To do:
Each line with the string "push" is to be copied from the records below.
═══ Records for processing ═══
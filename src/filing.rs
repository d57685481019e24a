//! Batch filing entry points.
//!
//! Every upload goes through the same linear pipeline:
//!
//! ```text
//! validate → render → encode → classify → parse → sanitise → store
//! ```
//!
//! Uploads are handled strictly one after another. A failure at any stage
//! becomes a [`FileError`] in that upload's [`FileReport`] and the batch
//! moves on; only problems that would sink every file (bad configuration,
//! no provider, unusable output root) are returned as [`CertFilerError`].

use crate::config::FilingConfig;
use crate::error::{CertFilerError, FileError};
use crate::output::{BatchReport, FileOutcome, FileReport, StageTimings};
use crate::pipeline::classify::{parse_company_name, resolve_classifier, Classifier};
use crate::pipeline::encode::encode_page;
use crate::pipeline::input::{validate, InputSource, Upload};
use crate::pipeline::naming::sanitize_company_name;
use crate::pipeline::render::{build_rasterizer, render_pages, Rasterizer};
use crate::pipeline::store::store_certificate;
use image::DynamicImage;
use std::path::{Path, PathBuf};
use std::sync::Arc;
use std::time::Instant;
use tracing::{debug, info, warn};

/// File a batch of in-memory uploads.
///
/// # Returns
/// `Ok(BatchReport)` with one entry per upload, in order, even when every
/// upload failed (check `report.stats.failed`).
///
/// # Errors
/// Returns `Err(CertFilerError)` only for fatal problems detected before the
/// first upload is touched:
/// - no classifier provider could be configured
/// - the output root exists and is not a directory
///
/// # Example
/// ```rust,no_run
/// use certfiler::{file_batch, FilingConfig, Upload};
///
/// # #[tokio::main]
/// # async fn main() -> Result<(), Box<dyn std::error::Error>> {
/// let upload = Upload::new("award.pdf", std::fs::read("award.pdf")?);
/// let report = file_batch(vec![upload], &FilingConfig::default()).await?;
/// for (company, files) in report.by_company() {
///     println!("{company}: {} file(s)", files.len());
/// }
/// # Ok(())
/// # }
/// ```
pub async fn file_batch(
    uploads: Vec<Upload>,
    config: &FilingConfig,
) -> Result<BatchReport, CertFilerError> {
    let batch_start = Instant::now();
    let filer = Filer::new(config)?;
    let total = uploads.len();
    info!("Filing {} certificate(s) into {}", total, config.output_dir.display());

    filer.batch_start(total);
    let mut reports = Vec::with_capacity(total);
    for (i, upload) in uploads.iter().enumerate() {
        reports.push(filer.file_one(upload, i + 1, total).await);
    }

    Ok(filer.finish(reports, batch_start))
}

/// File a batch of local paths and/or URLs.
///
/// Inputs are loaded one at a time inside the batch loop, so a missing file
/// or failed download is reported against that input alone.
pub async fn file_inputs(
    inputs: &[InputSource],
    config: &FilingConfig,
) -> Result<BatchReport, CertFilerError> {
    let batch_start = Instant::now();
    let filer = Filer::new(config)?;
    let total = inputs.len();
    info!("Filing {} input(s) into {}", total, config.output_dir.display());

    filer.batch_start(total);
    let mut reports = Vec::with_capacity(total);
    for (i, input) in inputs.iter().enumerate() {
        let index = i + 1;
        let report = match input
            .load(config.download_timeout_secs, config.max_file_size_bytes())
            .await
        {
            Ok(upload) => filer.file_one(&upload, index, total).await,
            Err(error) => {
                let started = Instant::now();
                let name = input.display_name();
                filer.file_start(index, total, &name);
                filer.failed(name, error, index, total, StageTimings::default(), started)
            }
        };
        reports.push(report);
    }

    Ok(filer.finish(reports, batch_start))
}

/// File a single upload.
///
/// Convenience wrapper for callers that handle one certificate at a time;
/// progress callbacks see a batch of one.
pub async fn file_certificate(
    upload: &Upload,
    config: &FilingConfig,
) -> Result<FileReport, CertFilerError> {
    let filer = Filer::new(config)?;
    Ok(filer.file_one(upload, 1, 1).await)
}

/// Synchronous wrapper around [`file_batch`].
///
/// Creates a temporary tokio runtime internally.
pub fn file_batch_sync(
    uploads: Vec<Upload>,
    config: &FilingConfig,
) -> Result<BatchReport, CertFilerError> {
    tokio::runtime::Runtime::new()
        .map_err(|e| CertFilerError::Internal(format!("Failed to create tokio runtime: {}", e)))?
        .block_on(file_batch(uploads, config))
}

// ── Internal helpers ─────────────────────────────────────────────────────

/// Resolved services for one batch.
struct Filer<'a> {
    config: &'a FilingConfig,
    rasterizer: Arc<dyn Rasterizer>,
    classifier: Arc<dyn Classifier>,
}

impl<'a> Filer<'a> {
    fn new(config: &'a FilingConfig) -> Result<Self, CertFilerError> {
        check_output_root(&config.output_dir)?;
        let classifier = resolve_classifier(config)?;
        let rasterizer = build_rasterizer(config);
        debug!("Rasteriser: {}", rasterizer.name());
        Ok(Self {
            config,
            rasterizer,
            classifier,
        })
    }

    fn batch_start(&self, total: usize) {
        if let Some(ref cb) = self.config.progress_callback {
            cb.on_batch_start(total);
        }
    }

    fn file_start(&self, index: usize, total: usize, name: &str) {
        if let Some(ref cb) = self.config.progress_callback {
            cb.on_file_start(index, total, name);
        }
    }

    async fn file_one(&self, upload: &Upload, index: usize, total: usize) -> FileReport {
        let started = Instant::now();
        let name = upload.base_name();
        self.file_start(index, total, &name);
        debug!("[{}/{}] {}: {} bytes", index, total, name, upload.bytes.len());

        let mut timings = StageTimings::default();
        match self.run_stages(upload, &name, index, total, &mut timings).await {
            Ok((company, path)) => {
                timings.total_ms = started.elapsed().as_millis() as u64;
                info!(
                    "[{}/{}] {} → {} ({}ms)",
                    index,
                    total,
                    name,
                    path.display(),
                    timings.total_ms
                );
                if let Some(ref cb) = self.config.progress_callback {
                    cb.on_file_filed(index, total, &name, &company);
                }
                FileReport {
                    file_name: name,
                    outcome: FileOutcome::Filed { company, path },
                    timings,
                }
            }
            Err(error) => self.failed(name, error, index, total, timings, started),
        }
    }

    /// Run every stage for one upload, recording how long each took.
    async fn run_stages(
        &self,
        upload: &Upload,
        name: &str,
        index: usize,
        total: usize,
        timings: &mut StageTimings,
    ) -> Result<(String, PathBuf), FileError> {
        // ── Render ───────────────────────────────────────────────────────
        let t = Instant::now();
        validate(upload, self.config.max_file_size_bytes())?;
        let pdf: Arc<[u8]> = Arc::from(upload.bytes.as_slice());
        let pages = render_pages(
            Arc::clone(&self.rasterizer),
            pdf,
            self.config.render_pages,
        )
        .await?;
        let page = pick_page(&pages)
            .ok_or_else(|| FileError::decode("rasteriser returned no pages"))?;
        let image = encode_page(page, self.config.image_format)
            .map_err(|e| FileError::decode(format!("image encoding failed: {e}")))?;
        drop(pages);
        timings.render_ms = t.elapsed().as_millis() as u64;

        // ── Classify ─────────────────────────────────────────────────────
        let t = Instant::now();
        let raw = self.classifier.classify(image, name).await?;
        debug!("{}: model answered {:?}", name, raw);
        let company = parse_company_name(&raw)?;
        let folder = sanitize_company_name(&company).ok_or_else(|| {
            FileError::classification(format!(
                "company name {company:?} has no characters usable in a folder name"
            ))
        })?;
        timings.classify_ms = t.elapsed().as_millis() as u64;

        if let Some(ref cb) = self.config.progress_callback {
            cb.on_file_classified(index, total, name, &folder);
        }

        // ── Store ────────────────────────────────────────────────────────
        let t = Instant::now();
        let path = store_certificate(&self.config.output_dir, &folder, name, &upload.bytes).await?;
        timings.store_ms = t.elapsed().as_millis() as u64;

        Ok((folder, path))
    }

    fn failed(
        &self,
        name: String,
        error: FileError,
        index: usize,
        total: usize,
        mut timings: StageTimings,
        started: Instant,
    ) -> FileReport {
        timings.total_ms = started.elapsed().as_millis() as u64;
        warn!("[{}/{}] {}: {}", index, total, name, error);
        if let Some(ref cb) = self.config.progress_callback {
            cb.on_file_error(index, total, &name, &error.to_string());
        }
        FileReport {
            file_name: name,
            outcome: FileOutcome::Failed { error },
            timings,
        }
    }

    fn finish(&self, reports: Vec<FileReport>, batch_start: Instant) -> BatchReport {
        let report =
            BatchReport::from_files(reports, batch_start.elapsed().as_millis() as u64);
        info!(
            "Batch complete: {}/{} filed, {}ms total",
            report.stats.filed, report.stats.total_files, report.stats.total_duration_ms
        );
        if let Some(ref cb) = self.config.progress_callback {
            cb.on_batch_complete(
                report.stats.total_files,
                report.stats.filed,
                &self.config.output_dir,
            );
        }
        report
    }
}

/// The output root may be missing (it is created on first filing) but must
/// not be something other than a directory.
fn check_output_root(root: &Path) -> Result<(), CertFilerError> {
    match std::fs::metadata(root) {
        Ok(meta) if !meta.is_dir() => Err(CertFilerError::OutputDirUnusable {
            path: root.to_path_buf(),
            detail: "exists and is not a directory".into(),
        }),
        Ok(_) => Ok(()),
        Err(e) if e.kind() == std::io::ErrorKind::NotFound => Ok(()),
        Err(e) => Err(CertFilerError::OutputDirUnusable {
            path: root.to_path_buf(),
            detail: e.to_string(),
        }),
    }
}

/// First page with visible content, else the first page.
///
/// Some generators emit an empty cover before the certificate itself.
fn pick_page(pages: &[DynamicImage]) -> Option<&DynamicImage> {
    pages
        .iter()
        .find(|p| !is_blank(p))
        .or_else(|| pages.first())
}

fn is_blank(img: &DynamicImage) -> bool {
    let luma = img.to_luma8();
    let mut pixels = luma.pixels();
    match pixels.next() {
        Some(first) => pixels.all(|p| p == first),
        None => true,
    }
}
═══
═══ Records for processing ═══
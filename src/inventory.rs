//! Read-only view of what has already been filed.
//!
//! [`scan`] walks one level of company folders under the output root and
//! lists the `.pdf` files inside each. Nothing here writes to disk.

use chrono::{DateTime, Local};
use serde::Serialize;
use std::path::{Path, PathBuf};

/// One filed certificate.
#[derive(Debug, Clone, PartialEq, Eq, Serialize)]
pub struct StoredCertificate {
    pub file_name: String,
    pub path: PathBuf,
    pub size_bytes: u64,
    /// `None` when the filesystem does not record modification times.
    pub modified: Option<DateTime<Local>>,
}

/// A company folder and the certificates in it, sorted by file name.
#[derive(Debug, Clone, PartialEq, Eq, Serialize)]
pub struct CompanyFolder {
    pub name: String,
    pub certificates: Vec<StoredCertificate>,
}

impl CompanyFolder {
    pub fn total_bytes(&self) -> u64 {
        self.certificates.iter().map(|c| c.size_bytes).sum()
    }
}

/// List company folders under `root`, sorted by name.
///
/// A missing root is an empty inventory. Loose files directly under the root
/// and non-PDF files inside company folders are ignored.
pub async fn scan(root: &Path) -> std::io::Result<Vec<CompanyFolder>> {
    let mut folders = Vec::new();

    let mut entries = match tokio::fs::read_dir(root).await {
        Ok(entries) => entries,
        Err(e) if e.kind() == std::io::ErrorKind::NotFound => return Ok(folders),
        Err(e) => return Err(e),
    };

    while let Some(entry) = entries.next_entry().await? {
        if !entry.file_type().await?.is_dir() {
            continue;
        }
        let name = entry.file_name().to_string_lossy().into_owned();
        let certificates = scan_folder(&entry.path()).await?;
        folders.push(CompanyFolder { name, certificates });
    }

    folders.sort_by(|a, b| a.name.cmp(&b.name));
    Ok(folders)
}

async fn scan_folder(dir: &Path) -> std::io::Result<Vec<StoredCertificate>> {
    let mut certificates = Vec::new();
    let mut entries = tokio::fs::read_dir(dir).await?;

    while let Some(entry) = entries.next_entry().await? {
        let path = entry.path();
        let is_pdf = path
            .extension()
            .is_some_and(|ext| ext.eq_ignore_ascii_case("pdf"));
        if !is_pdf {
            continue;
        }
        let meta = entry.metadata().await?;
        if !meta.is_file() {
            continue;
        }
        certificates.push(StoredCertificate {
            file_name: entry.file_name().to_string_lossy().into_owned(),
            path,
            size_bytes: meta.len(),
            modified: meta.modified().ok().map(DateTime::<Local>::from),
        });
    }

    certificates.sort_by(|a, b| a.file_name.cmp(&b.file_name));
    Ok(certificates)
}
═══
═══ Records for processing ═══
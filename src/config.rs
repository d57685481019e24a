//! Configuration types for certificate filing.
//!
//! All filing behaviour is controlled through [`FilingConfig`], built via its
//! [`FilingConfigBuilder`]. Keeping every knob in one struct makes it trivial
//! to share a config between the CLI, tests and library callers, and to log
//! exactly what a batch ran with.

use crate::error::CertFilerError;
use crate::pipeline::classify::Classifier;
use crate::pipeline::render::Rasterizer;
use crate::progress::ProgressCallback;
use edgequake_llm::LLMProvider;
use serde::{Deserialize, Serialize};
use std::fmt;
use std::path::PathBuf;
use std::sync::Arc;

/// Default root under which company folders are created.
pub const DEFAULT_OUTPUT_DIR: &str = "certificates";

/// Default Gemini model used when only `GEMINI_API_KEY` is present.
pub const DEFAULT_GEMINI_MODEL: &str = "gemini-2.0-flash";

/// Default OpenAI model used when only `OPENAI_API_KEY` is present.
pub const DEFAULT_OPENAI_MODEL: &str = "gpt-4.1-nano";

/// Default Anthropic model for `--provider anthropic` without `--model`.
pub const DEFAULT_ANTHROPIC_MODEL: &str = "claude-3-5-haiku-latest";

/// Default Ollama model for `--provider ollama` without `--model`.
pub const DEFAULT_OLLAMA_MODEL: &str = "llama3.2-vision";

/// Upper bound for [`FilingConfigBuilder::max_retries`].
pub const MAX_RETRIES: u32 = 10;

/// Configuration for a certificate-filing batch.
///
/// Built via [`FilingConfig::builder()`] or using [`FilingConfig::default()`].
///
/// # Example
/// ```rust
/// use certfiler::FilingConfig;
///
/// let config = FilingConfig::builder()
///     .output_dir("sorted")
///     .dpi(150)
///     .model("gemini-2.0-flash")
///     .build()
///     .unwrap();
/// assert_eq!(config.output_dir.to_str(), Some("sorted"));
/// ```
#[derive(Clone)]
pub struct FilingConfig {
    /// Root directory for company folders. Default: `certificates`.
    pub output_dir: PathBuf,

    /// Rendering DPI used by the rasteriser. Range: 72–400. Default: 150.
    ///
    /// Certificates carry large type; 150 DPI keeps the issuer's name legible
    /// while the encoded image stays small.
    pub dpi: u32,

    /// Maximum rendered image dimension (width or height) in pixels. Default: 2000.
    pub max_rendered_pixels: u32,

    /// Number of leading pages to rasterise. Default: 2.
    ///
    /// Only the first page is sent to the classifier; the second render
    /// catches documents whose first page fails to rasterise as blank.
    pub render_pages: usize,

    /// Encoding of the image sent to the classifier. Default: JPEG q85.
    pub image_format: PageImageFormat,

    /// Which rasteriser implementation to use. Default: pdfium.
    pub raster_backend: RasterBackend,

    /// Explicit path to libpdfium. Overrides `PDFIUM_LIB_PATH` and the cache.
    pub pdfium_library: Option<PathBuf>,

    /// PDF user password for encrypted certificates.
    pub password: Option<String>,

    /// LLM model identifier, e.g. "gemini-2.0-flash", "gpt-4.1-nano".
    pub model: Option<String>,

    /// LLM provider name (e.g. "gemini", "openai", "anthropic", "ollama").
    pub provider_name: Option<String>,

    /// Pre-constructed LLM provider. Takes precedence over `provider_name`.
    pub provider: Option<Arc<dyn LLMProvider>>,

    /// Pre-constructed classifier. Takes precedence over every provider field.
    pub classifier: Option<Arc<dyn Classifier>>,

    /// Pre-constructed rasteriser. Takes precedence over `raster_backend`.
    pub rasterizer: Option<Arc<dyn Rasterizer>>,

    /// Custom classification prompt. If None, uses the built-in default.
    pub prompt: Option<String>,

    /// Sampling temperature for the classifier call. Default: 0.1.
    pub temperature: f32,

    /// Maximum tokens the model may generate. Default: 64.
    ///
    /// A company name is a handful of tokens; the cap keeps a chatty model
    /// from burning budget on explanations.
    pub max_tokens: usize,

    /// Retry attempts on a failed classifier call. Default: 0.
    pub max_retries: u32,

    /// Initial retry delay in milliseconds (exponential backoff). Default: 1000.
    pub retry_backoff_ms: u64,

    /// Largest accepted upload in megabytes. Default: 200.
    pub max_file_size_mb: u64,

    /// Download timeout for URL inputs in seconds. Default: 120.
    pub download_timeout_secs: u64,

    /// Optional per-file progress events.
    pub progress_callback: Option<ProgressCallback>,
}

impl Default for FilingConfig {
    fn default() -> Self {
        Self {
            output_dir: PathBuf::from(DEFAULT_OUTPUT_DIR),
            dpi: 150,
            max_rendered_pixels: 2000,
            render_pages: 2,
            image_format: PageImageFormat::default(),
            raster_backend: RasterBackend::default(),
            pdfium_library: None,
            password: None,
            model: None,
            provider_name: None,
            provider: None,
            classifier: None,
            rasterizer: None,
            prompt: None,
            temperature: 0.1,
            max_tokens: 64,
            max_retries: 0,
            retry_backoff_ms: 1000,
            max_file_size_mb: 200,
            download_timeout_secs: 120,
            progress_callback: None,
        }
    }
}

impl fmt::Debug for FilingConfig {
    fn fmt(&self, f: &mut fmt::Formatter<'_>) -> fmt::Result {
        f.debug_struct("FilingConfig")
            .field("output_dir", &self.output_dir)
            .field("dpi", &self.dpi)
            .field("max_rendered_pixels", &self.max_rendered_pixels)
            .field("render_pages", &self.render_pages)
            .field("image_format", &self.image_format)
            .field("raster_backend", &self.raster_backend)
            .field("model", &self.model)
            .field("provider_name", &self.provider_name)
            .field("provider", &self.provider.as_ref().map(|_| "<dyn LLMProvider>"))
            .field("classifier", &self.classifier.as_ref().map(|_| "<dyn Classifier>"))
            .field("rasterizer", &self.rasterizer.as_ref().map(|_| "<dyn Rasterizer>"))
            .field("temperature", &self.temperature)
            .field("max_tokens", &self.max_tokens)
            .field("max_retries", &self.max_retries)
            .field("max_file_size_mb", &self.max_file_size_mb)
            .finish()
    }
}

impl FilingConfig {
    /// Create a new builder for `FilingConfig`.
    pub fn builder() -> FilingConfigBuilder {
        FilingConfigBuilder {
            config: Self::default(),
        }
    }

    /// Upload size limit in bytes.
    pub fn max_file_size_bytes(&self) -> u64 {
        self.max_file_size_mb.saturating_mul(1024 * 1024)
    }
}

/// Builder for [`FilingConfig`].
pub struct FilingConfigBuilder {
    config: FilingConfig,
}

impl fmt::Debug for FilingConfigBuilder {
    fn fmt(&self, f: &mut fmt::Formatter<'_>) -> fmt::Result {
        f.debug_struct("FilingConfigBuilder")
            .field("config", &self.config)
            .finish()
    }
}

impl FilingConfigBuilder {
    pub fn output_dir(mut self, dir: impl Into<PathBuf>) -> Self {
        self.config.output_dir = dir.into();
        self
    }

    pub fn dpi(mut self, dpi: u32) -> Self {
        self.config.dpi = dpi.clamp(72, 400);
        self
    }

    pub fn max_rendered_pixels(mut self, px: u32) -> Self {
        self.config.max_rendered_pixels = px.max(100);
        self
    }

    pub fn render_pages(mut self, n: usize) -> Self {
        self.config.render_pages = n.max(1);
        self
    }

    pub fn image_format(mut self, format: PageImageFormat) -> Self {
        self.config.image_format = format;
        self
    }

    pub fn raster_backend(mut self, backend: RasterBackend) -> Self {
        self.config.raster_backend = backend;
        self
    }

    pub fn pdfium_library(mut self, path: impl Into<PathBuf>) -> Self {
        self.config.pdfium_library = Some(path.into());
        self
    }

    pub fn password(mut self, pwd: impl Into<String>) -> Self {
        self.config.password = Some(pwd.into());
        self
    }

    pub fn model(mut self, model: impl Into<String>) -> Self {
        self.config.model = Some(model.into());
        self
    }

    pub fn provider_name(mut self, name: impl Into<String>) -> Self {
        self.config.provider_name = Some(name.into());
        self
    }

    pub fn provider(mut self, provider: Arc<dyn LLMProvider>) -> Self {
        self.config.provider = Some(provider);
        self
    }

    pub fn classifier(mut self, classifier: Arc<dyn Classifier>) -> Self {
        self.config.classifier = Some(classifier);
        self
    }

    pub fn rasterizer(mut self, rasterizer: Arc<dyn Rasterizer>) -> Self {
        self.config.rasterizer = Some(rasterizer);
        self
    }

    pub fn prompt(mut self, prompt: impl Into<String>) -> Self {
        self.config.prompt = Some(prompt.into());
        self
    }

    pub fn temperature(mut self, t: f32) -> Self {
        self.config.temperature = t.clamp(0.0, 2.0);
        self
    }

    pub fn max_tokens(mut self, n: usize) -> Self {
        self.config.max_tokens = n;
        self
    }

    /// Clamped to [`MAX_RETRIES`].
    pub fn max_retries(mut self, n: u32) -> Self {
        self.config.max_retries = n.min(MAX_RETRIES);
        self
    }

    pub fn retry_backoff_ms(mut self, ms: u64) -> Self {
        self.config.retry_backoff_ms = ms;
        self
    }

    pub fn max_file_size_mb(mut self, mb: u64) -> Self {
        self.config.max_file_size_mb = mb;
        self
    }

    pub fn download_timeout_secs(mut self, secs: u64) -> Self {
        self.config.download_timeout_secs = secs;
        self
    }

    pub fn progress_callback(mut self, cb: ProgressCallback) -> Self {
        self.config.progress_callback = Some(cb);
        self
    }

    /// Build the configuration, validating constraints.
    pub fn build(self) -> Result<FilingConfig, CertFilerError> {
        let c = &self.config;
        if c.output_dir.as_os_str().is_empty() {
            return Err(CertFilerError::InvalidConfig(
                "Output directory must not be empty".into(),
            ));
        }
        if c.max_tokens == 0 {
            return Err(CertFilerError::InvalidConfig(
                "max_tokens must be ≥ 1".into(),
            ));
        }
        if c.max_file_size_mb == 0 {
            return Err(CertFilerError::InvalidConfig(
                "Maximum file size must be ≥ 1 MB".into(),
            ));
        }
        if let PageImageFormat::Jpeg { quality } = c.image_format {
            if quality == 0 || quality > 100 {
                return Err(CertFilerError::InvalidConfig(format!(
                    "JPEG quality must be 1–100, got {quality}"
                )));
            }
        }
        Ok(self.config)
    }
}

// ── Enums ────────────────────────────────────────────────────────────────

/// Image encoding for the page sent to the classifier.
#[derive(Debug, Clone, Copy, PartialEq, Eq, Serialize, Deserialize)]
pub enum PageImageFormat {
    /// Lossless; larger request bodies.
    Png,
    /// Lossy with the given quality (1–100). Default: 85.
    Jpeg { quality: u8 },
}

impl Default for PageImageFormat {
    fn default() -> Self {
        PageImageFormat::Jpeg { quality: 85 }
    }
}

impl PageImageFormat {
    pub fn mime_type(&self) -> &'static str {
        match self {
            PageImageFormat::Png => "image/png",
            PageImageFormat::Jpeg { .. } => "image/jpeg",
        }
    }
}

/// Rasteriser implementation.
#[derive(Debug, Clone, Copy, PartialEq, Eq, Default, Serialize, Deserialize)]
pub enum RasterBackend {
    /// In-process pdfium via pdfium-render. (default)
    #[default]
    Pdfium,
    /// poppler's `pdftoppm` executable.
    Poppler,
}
═══
Response:
        reports.push(filer.file_one(upload, i + 1, total).await);
        reports.push(report);
        folders.push(CompanyFolder { name, certificates });
        certificates.push(StoredCertificate {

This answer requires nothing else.